Os empresários do ensino superior privado estão se mobilizando para barrar um projeto de lei de autoria do Ministério da Educação que propõe a criação de uma nova autarquia para fiscalizar as entidades do setor. Entre os artigos mais polêmicos, está o que determina que fusões e aquisições de empresas de educação terão de ser aprovados previamente pela autarquia - além de continuar passando pelo crivo do Cade.

O Estado de S.Paulo

24 de setembro de 2012 | 03h08

"O texto é confuso e não explica, por exemplo, sob que ótica as negociações serão avaliadas", diz Hermes Figueiredo, presidente do sindicato que reúne as empresas de São Paulo e dono da Universidade Cruzeiro do Sul. "Os processos já são morosos e o Cade também já interfere fortemente. Não entendemos a necessidade disso", afirma a executiva da Kroton, Gislaine Moreno. Amanhã, alguns dos principais executivos do setor devem se reunir em Brasília com representantes do MEC para discutir o assunto.
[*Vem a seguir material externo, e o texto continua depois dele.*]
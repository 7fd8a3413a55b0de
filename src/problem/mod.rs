//! Typed problem inputs, outputs and comparison verdicts.
//!
//! Every problem kind gets a strongly-typed parameter struct and a variant in [`ProblemInput`]; results come
//! back as a [`SolveOutput`] and are checked against an [`Expected`] by the kind's own comparator.
//!
//! ## Modules
//!
//! - `merge_array` - Merge of two sorted runs
//! - `two_sum` - Indices of the first pair summing to a target
//! - `remove_element` - In-place removal with a retained prefix

pub mod merge_array;
pub mod remove_element;
pub mod two_sum;

use std::fmt;

use crate::errors::HarnessError;
use crate::fixture::format_int_array;

/// Opaque identifier naming a class of problem.
///
/// The same string is the registry key and the fixture directory name.
#[derive(Debug, Clone, PartialEq, Eq, Hash, PartialOrd, Ord)]
pub struct ProblemKind(String);

impl ProblemKind {
    pub fn new(name: impl Into<String>) -> Self {
        Self(name.into())
    }

    pub fn as_str(&self) -> &str {
        &self.0
    }
}

impl fmt::Display for ProblemKind {
    fn fmt(&self, f: &mut fmt::Formatter<'_>) -> fmt::Result {
        f.write_str(&self.0)
    }
}

impl From<&str> for ProblemKind {
    fn from(name: &str) -> Self {
        Self::new(name)
    }
}

impl From<String> for ProblemKind {
    fn from(name: String) -> Self {
        Self(name)
    }
}

#[derive(Debug, Clone, PartialEq, Eq)]
pub struct MergeArrayInput {
    pub nums1: Vec<i64>,
    pub m: i64,
    pub nums2: Vec<i64>,
    pub n: i64,
}

#[derive(Debug, Clone, PartialEq, Eq)]
pub struct TwoSumInput {
    pub nums: Vec<i64>,
    pub target: i64,
}

#[derive(Debug, Clone, PartialEq, Eq)]
pub struct RemoveElementInput {
    pub nums: Vec<i64>,
    pub val: i64,
}

/// Parsed parameters of one fixture, tagged by problem kind.
#[derive(Debug, Clone, PartialEq, Eq)]
pub enum ProblemInput {
    MergeArray(MergeArrayInput),
    TwoSum(TwoSumInput),
    RemoveElement(RemoveElementInput),
}

impl ProblemInput {
    /// Canonical name of the kind this input belongs to.
    pub fn kind_name(&self) -> &'static str {
        use leetrun_core::problems::{ProblemId, as_str};
        match self {
            ProblemInput::MergeArray(_) => as_str(ProblemId::MergeArray),
            ProblemInput::TwoSum(_) => as_str(ProblemId::TwoSum),
            ProblemInput::RemoveElement(_) => as_str(ProblemId::RemoveElement),
        }
    }
}

/// Expected result read from a fixture's `Output:` line.
#[derive(Debug, Clone, PartialEq, Eq)]
pub enum Expected {
    Array(Vec<i64>),
    /// `array` is `None` when the fixture only states the length.
    Compacted { length: usize, array: Option<Vec<i64>> },
}

impl fmt::Display for Expected {
    fn fmt(&self, f: &mut fmt::Formatter<'_>) -> fmt::Result {
        match self {
            Expected::Array(values) => f.write_str(&format_int_array(values)),
            Expected::Compacted { length, array: None } => write!(f, "{length}"),
            Expected::Compacted {
                length,
                array: Some(values),
            } => write!(f, "{length}, {}", format_int_array(values)),
        }
    }
}

/// Result produced by a solver.
#[derive(Debug, Clone, PartialEq, Eq)]
pub enum SolveOutput {
    Array(Vec<i64>),
    /// `array` holds exactly the first `length` elements.
    Compacted { length: usize, array: Vec<i64> },
}

impl fmt::Display for SolveOutput {
    fn fmt(&self, f: &mut fmt::Formatter<'_>) -> fmt::Result {
        match self {
            SolveOutput::Array(values) => f.write_str(&format_int_array(values)),
            SolveOutput::Compacted { length, array } => write!(f, "{length}, {}", format_int_array(array)),
        }
    }
}

/// One expected-vs-actual pair shown in the report.
#[derive(Debug, Clone, PartialEq, Eq)]
pub struct Detail {
    /// Facet being compared (`None` for the whole result).
    pub label: Option<&'static str>,
    /// `None` when the fixture does not state this facet.
    pub expected: Option<String>,
    pub actual: String,
    pub matched: bool,
}

impl Detail {
    pub fn new(label: Option<&'static str>, expected: Option<String>, actual: String, matched: bool) -> Self {
        Self {
            label,
            expected,
            actual,
            matched,
        }
    }
}

/// Verdict of a comparator.
#[derive(Debug, Clone, PartialEq, Eq)]
pub struct Comparison {
    pub passed: bool,
    pub details: Vec<Detail>,
}

impl Comparison {
    pub fn new(passed: bool, details: Vec<Detail>) -> Self {
        Self { passed, details }
    }
}

/// Default comparator: deep structural equality of the whole result.
pub fn compare_exact(expected: &Expected, actual: &SolveOutput) -> Comparison {
    let matched = match (expected, actual) {
        (Expected::Array(e), SolveOutput::Array(a)) => e == a,
        (
            Expected::Compacted {
                length: el,
                array: Some(ea),
            },
            SolveOutput::Compacted { length: al, array: aa },
        ) => el == al && ea == aa,
        _ => false,
    };
    Comparison::new(
        matched,
        vec![Detail::new(None, Some(expected.to_string()), actual.to_string(), matched)],
    )
}

/// Error for a solver handed another kind's input.
pub(crate) fn wrong_variant(kind: &'static str, input: &ProblemInput) -> HarnessError {
    HarnessError::invalid_parameters(kind, format!("received {} parameters", input.kind_name()))
}
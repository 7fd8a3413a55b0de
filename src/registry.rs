//! Solver registry
//!
//! Maps a [`ProblemKind`] to the [`Solver`] that parses, solves and judges fixtures of that kind. The registry is
//! an ordinary value: the CLI builds one at startup with [`Registry::with_builtin_problems`] and hands it to the
//! runner by reference.
//!
//! ## Adding a problem kind
//!
//! 1. Add a [`ProblemId`] variant and its row in `leetrun_core::problems::PROBLEMS`.
//! 2. Add the algorithm under `leetrun_core::algorithms`.
//! 3. Add a module under `crate::problem` exporting a `SOLVER` and wire it into [`builtin_solver`].

use std::collections::HashMap;

use leetrun_core::problems::{self, PROBLEMS, ProblemId};

use crate::config::ArrayParseMode;
use crate::errors::HarnessResult;
use crate::problem::{self, Comparison, Expected, ProblemInput, ProblemKind, SolveOutput};

pub type ParseInputFn = fn(&str, ArrayParseMode) -> HarnessResult<ProblemInput>;
pub type ParseExpectedFn = fn(&str, ArrayParseMode) -> HarnessResult<Expected>;
pub type SolveFn = fn(&ProblemInput) -> HarnessResult<SolveOutput>;
pub type CompareFn = fn(&Expected, &SolveOutput) -> Comparison;

/// Everything the runner needs to handle one problem kind.
#[derive(Debug, Clone, Copy)]
pub struct Solver {
    /// Canonical kind name, used in diagnostics.
    pub name: &'static str,
    /// Reads the kind's parameters from the text after `Input:`.
    pub parse_input: ParseInputFn,
    /// Reads the expected result from the text after `Output:`.
    pub parse_expected: ParseExpectedFn,
    pub solve: SolveFn,
    pub compare: CompareFn,
}

/// The solver implementing a built-in problem.
pub fn builtin_solver(id: ProblemId) -> Solver {
    match id {
        ProblemId::MergeArray => problem::merge_array::SOLVER,
        ProblemId::TwoSum => problem::two_sum::SOLVER,
        ProblemId::RemoveElement => problem::remove_element::SOLVER,
    }
}

/// Solver factory keyed by kind name; accepts canonical spellings and aliases.
pub fn solver_for(kind: &ProblemKind) -> Option<Solver> {
    problems::from_str(kind.as_str()).map(builtin_solver)
}

#[derive(Debug, Clone, Default)]
pub struct Registry {
    solvers: HashMap<ProblemKind, Solver>,
}

impl Registry {
    /// An empty registry.
    pub fn new() -> Self {
        Self::default()
    }

    /// A registry holding every built-in problem under its canonical name and each of its aliases.
    pub fn with_builtin_problems() -> Self {
        let mut registry = Self::new();
        for info in PROBLEMS {
            for name in std::iter::once(info.canonical).chain(info.aliases.iter().copied()) {
                let kind = ProblemKind::from(name);
                let Some(solver) = solver_for(&kind) else {
                    continue;
                };
                tracing::debug!(kind = %kind, solver = solver.name, "registered solver");
                registry.register(kind, solver);
            }
        }
        registry
    }

    /// Bind `solver` to `kind`, returning the binding it replaced.
    pub fn register(&mut self, kind: impl Into<ProblemKind>, solver: Solver) -> Option<Solver> {
        self.solvers.insert(kind.into(), solver)
    }

    pub fn lookup(&self, kind: &ProblemKind) -> Option<&Solver> {
        self.solvers.get(kind)
    }

    /// Registered kinds in name order.
    pub fn kinds(&self) -> Vec<&ProblemKind> {
        let mut kinds: Vec<_> = self.solvers.keys().collect();
        kinds.sort();
        kinds
    }

    pub fn len(&self) -> usize {
        self.solvers.len()
    }

    pub fn is_empty(&self) -> bool {
        self.solvers.is_empty()
    }
}

#[cfg(test)]
#[allow(clippy::unwrap_used)]
mod tests {
    use super::*;

    #[test]
    fn test_builtin_registry_covers_vocabulary() {
        let registry = Registry::with_builtin_problems();
        for info in PROBLEMS {
            let solver = registry.lookup(&ProblemKind::from(info.canonical)).unwrap();
            assert_eq!(solver.name, info.canonical);
            for alias in info.aliases {
                assert_eq!(registry.lookup(&ProblemKind::from(*alias)).unwrap().name, info.canonical);
            }
        }
    }

    #[test]
    fn test_kinds_are_sorted() {
        let registry = Registry::with_builtin_problems();
        let kinds: Vec<&str> = registry.kinds().into_iter().map(ProblemKind::as_str).collect();
        let mut sorted = kinds.clone();
        sorted.sort_unstable();
        assert_eq!(kinds, sorted);
        assert!(kinds.contains(&"two_sum"));
    }

    #[test]
    fn test_lookup_unknown_kind() {
        let registry = Registry::with_builtin_problems();
        assert!(registry.lookup(&ProblemKind::from("three_sum")).is_none());
        assert!(solver_for(&ProblemKind::from("three_sum")).is_none());
    }

    #[test]
    fn test_register_last_write_wins() {
        let mut registry = Registry::new();
        assert!(registry.is_empty());
        assert!(registry.register("custom", builtin_solver(ProblemId::TwoSum)).is_none());
        let previous = registry.register("custom", builtin_solver(ProblemId::MergeArray)).unwrap();
        assert_eq!(previous.name, "two_sum");
        assert_eq!(registry.len(), 1);
        assert_eq!(registry.lookup(&ProblemKind::from("custom")).unwrap().name, "merge_array");
    }

    #[test]
    fn test_solver_for_accepts_alias() {
        let solver = solver_for(&ProblemKind::from("merge_sorted_array")).unwrap();
        assert_eq!(solver.name, "merge_array");
    }
}
//! Fixture parsing
//!
//! A fixture is a plain-text file holding one test case:
//!
//! ```text
//! Example 1:
//!
//! Input: nums = [2,7,11,15], target = 9
//! Output: [0,1]
//! ```
//!
//! ## Modules
//!
//! - `reader` - Locates the `Input:` / `Output:` lines
//! - `extract` - Pulls named fields and integer arrays out of those lines
//!
//! Which fields are read, and how the `Output:` line is interpreted, depends on the problem kind; that part is
//! supplied by the kind's [`Solver`].

pub mod extract;
pub mod reader;

use std::path::{Path, PathBuf};

use crate::config::ArrayParseMode;
use crate::errors::HarnessResult;
use crate::problem::{Expected, ProblemInput, ProblemKind};
use crate::registry::Solver;

pub use extract::{format_int_array, parse_int_array};
pub use reader::{FixtureSections, read_sections};

/// One parsed fixture, ready to be solved and compared.
#[derive(Debug, Clone, PartialEq, Eq)]
pub struct TestCase {
    pub path: PathBuf,
    pub kind: ProblemKind,
    pub input: ProblemInput,
    pub expected: Expected,
}

/// Parse the fixture at `path` using `solver`'s input and output parsers.
#[tracing::instrument(skip_all, fields(path = %path.display(), kind = %kind))]
pub fn parse_fixture(
    path: &Path,
    kind: &ProblemKind,
    solver: &Solver,
    mode: ArrayParseMode,
) -> HarnessResult<TestCase> {
    let sections = read_sections(path)?;
    let input = (solver.parse_input)(&sections.input, mode)?;
    let expected = (solver.parse_expected)(&sections.output, mode)?;

    Ok(TestCase {
        path: path.to_path_buf(),
        kind: kind.clone(),
        input,
        expected,
    })
}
Sobre a crítica dos empresários, o ministro da Educação Aloizio Mercadante foi enfático: "Educação não é sabonete". Ele ressaltou que 75% dos estudantes do ensino superior estão em instituições privadas e boa parte deles integra programas do governo federal. "Não se trata de um setor da economia que produz sabão, mas que forma a maioria de nossa juventude. Portanto, precisa ser monitorado."

ENERGIA

Empresas do setor perdem uma JBS na bolsa em 2012

As 36 empresas de capital aberto que atuam no setor de energia viram seu valor de mercado despencar R$ 18 bilhões durante 2012, segundo levantamento da consultoria Economática. Foi como se o setor tivesse perdido o equivalente a uma JBS entre janeiro e setembro. Parte considerável dessa queda é reflexo das medidas anunciadas recentemente pelo governo federal para redução das tarifas de energia elétrica, que geraram um clima enorme de insegurança no setor.

CONSTRUÇÃO

A dura vida da Gafisa

Quando parece que a construtora está caminhando para solucionar um problema, esbarra em outro. Já faz quase duas semanas que o banco Rothschild está nas ruas com um mandato de venda de Alphaville - a empresa de loteamentos que mais tem dado alegria à Gafisa nos últimos meses e também uma das mais cobiçadas do mercado imobiliário. Mas são poucas as concorrentes que teriam condições, neste momento, de desembolsar o que a Gafisa está pedindo por Alphaville - algo em torno de R$ 1,8 bilhão. Quase todas as companhias do setor estão concentradas em entregar empreendimentos atrasados e organizar a casa. Cyrela, MRV e Eztec seriam as candidatas mais prováveis, mas o preço assustou, segundo uma fonte que tem acompanhando de perto as negociações. O valor pedido por Alphaville é sete vezes o seu patrimônio líquido. A Eztec, por exemplo, que é uma das empresas mais rentáveis do setor, vale na bolsa duas vezes o seu patrimônio. A Gafisa não comenta o assunto.